A while ago I said that the problem with New York wines is that far too many of them just aren’t that good.  And it was suggested that I should really drink more of them.  Well, I took that one step further.

I brought some of the most appropriate specimens down to Connecticut for one of the most important dining events of the year, Thanksgiving.

This bout was scheduled for two rounds.

In the first round, I would pit two Finger Lakes dry Rieslings against each other.  One from a winery the family had previously enjoyed (Hermann J. Wiemer, 2008) and another well-regarded bottle of a different vintage (Dr. Konstantin Frank, 2009).

In the second round, I would put one of my favorite wines, a California gewürztraminer against a highly regarded wine from what I was told is New York’s gewürztraminer giant (Standing Stone, 2008).

How did they do?

In a word, great.

The family was pleasantly surprised to be enjoying wine from New York.  So my mission was accomplished: Spreading the gospel that there is good wine made in the state.

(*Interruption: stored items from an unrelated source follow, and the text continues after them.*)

impl<S: LicenseStore> LicenseManager<S> {
    pub fn new(store: S, client: LicenseValidationClient, config: LicenseManagerConfig) -> Self {
        Self { store, client: std::sync::Arc::new(client), config, cached: RwLock::new(None) }
    }

    /// Runs a blocking client call on tokio's blocking pool — the
    /// client wraps `reqwest::blocking::Client` because the ticker
    /// this manager backs is a separate cooperating task, not part of
    /// the synchronous calculation path.
    async fn call_blocking<F, T>(&self, f: F) -> Result<T, LicenseManagerError>
    where
        F: FnOnce(&LicenseValidationClient) -> Result<T, wbe_infra_license_client::LicenseClientError> + Send + 'static,
        T: Send + 'static,
    {
        let client = self.client.clone();
        tokio::task::spawn_blocking(move || f(&client))
            .await
            .expect("license client blocking task panicked")
            .map_err(LicenseManagerError::from)
    }

    fn snapshot(&self) -> Option<License> {
        self.cached.read().expect("license cache lock poisoned").clone()
    }

    fn replace_cache(&self, license: License) {
        *self.cached.write().expect("license cache lock poisoned") = Some(license);
    }

    fn audit(&self, license_id: i64, event_type: AuditEventType, details: impl Into<String>) {
        let entry = AuditLogEntry { audit_id: None, license_id, event_type, details: details.into(), created_at: Utc::now() };
        if let Err(fault) = self.store.append_audit(&entry) {
            warn!("📋 [LICENSE_MANAGER]: failed to write audit row for {:?}: {}", event_type, fault);
        }
    }

    pub fn recent_audit_events(&self, limit: usize) -> Result<Vec<AuditLogEntry>, LicenseManagerError> {
        self.store.recent_audit(limit)
    }

    /// Ticker cadence for the currently cached tier, or the
    /// configured minimum if no license has been loaded yet.
    pub fn check_interval_hours(&self) -> i64 {
        match self.snapshot() {
            Some(license) => self.config.check_interval_hours(license.tier),
            None => self.config.min_tick_interval_hours,
        }
    }

    /// The configurable floor under `check_interval_hours` — the
    /// ticker's cadence never goes below this, however a tier's
    /// feature table is misconfigured.
    pub fn min_tick_interval_hours(&self) -> i64 {
        self.config.min_tick_interval_hours
    }

    /// `INIT → UNACTIVATED | ACTIVE | GRACE_OFFLINE | EXPIRED |
    /// REVOKED | HARDWARE_MISMATCH` on process start.
    #[instrument(skip(self, observed_hw))]
    pub async fn validate_startup(&self, observed_hw: &HardwareComponents) -> Result<LicenseState, LicenseManagerError> {
        let Some(license) = self.load()? else {
            return Ok(LicenseState::Unactivated);
        };

        if !policy::hardware_matches(&license.hardware, observed_hw, self.config.hardware_similarity_threshold) {
            let mut mismatched = license.clone();
            mismatched.state = LicenseState::HardwareMismatch;
            self.persist(&mismatched)?;
            self.audit(mismatched.license_id.unwrap_or_default(), AuditEventType::HardwareMismatch, "observed hardware below similarity threshold at startup");
            return Ok(LicenseState::HardwareMismatch);
        }

        let now = Utc::now();
        if policy::is_expired(now, license.expiry_date) && license.state != LicenseState::Expired {
            let mut expired = license.clone();
            expired.state = LicenseState::Expired;
            self.persist(&expired)?;
            return Ok(LicenseState::Expired);
        }

        let due = license.last_online_check.is_none()
            || now.signed_duration_since(license.last_online_check.unwrap()).num_hours() >= self.config.check_interval_hours(license.tier);
        if !due {
            return Ok(license.state);
        }

        self.run_online_check(license, observed_hw).await
    }

    /// Identical decision logic to `validate_startup`, invoked by the
    /// background ticker on every tick.
    #[instrument(skip(self, observed_hw))]
    pub async fn check(&self, observed_hw: &HardwareComponents) -> Result<LicenseState, LicenseManagerError> {
        let Some(license) = self.load()? else {
            return Ok(LicenseState::Unactivated);
        };
        self.run_online_check(license, observed_hw).await
    }

    async fn run_online_check(&self, license: License, observed_hw: &HardwareComponents) -> Result<LicenseState, LicenseManagerError> {
        let license_id = license.license_id.unwrap_or_default();
        let key = license.license_key.clone();
        let hw = observed_hw.clone();
        let outcome = self.call_blocking(move |client| client.validate(&key, &hw)).await;
        match outcome {
            Ok(decision) => {
                let mut updated = license.clone();
                updated.state = policy::remote_status_to_state(decision.status);
                updated.last_online_check = Some(Utc::now());
                updated.offline_grace_until = Some(policy::offline_grace_until(Utc::now(), self.config.offline_grace_days));
                if let Some(tier) = LicenseTier::from_str(&decision.license_tier) {
                    updated.tier = tier;
                }
                self.persist(&updated)?;

                match updated.state {
                    LicenseState::Revoked => self.audit(license_id, AuditEventType::RevokeObserved, "remote reported revoked"),
                    LicenseState::Active => {
                        let remaining = policy::days_remaining(Utc::now(), updated.expiry_date);
                        if remaining <= policy::EXPIRY_WARNING_THRESHOLD_DAYS {
                            warn!("⏳ [LICENSE_MANAGER]: license expires in {} day(s)", remaining);
                            self.audit(license_id, AuditEventType::ExpiryWarning, format!("{remaining} day(s) remaining"));
                        }
                        self.audit(license_id, AuditEventType::Validate, "online check ok");
                    }
                    _ => {}
                }
                Ok(updated.state)
            }
            Err(LicenseManagerError::Network(msg)) => {
                self.audit(license_id, AuditEventType::NetworkError, msg.clone());
                if policy::within_grace(Utc::now(), license.offline_grace_until) {
                    let mut grace = license.clone();
                    grace.state = LicenseState::GraceOffline;
                    self.persist(&grace)?;
                    self.audit(license_id, AuditEventType::OfflineGrace, "online check unreachable, within grace window");
                    Ok(LicenseState::GraceOffline)
                } else {
                    let mut expired = license.clone();
                    expired.state = LicenseState::Expired;
                    self.persist(&expired)?;
                    self.audit(license_id, AuditEventType::OnlineFailed, "grace window exceeded");
                    Ok(LicenseState::Expired)
                }
            }
            Err(other) => Err(other),
        }
    }

    /// Lightweight pre-flight check before protected operations
    /// returns `true` iff the cached state is not revoked. Reads the
    /// in-memory snapshot only — no network call.
    pub fn check_instant_revocation(&self) -> bool {
        match self.snapshot() {
            Some(license) => license.state != LicenseState::Revoked,
            None => true,
        }
    }

    #[instrument(skip(self, observed_hw, user_info))]
    pub async fn activate(
        &self,
        license_key: &str,
        observed_hw: &HardwareComponents,
        user_info: UserInfo,
    ) -> Result<LicenseState, LicenseManagerError> {
        let key = license_key.to_string();
        let hw = observed_hw.clone();
        let name = user_info.licensee_name.clone();
        let email = user_info.licensee_email.clone();
        let decision = self
            .call_blocking(move |client| client.activate(&key, &hw, name.as_deref(), email.as_deref(), None))
            .await?;

        let tier = LicenseTier::from_str(&decision.license_tier).unwrap_or(LicenseTier::Trial);
        let now = Utc::now();
        let license = License {
            license_id: None,
            license_key: license_key.to_string(),
            tier,
            state: policy::remote_status_to_state(decision.status),
            expiry_date: decision.expiry_date.and_hms_opt(0, 0, 0).unwrap().and_utc(),
            hardware: observed_hw.clone(),
            last_online_check: Some(now),
            offline_grace_until: Some(policy::offline_grace_until(now, self.config.offline_grace_days)),
            transfer_count: 0,
            activated_at: now,
        };
        self.persist(&license)?;
        self.audit(license.license_id.unwrap_or_default(), AuditEventType::Activate, format!("activated at tier {}", tier.as_str()));
        info!("🔑 [LICENSE_MANAGER]: activation complete, state={:?}", license.state);
        Ok(license.state)
    }

    /// Enforces `max_transfers` locally before any network call.
    #[instrument(skip(self, new_hw))]
    pub async fn request_transfer(&self, new_hw: &HardwareComponents) -> Result<LicenseState, LicenseManagerError> {
        let Some(license) = self.load()? else {
            return Err(LicenseManagerError::NotActivated);
        };
        if license.transfer_count >= self.config.max_transfers {
            self.audit(license.license_id.unwrap_or_default(), AuditEventType::TransferLimit, "transfer quota exhausted");
            return Err(LicenseManagerError::LimitExceeded {
                support_email: self.config.support_email.clone(),
                support_phone: self.config.support_phone.clone(),
            });
        }

        let key = license.license_key.clone();
        let hw = new_hw.clone();
        let result = self.call_blocking(move |client| client.transfer(&key, &hw)).await?;
        let mut updated = license.clone();
        updated.state = policy::remote_status_to_state(result.status);
        updated.hardware = new_hw.clone();
        updated.transfer_count = result.transfer_count;
        self.persist(&updated)?;
        self.audit(updated.license_id.unwrap_or_default(), AuditEventType::Transfer, format!("transfer #{}", updated.transfer_count));
        Ok(updated.state)
    }

    pub fn has_feature(&self, name: &str) -> bool {
        let Some(license) = self.snapshot() else { return false };
        matches!(self.config.feature(license.tier, name), Some(FeatureValue::Bool(true)))
    }

    pub fn get_feature_limit(&self, name: &str) -> Option<f64> {
        let license = self.snapshot()?;
        match self.config.feature(license.tier, name)? {
            FeatureValue::Limit(value) => Some(value),
            FeatureValue::Bool(_) => None,
        }
    }

    /// Fire-and-forget: failures are logged, never surfaced as a
    /// licensing-state change.
    #[instrument(skip(self, stats))]
    pub async fn report_monthly_usage(&self, month: &str, stats: serde_json::Value) {
        let Some(license) = self.snapshot() else { return };
        let key = license.license_key.clone();
        let hw = license.hardware.clone();
        let month = month.to_string();
        let outcome = self.call_blocking(move |client| client.report_usage(&key, &hw, &month, stats)).await;
        if let Err(fault) = outcome {
            warn!("📉 [LICENSE_MANAGER]: usage report failed: {}", fault);
        }
    }

    /// `status_snapshot() -> {state, tier, expiry, days_remaining,
    /// transfer_count, hardware_match_score}`.
    /// `observed_hw` is optional because the snapshot is also useful
    /// to a caller that only wants the cached licensing state (e.g. a
    /// CLI `status` command run before a new fingerprint has been
    /// computed) without forcing every caller to observe hardware first.
    pub fn status_snapshot(&self, observed_hw: Option<&HardwareComponents>) -> StatusSnapshot {
        match self.snapshot() {
            Some(license) => StatusSnapshot {
                state: license.state,
                tier: Some(license.tier),
                expiry_date: Some(license.expiry_date),
                days_remaining: Some(policy::days_remaining(Utc::now(), license.expiry_date)),
                transfer_count: license.transfer_count,
                hardware_match_score: observed_hw.map(|hw| license.hardware.similarity(hw)),
            },
            None => StatusSnapshot {
                state: LicenseState::Init,
                tier: None,
                expiry_date: None,
                days_remaining: None,
                transfer_count: 0,
                hardware_match_score: None,
            },
        }
    }

    fn load(&self) -> Result<Option<License>, LicenseManagerError> {
        if let Some(cached) = self.snapshot() {
            return Ok(Some(cached));
        }
        let loaded = self.store.load()?;
        if let Some(license) = &loaded {
            self.replace_cache(license.clone());
        }
        Ok(loaded)
    }

    fn persist(&self, license: &License) -> Result<(), LicenseManagerError> {
        self.store.save(license)?;
        self.replace_cache(license.clone());
        Ok(())
    }
}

I had a bit of a surprise too.

Turns out of the two Rieslings, I preferred Dr. Frank’s.  This was surprising because I loved the Wiemer dry Riesling the last time I had it.  That wine was just so crisp and bright and alive it made me tingle.  This time it wasn’t.

This time it was Dr. Frank’s wine that really brought the acid and the fruit, and it was the wine that won me over.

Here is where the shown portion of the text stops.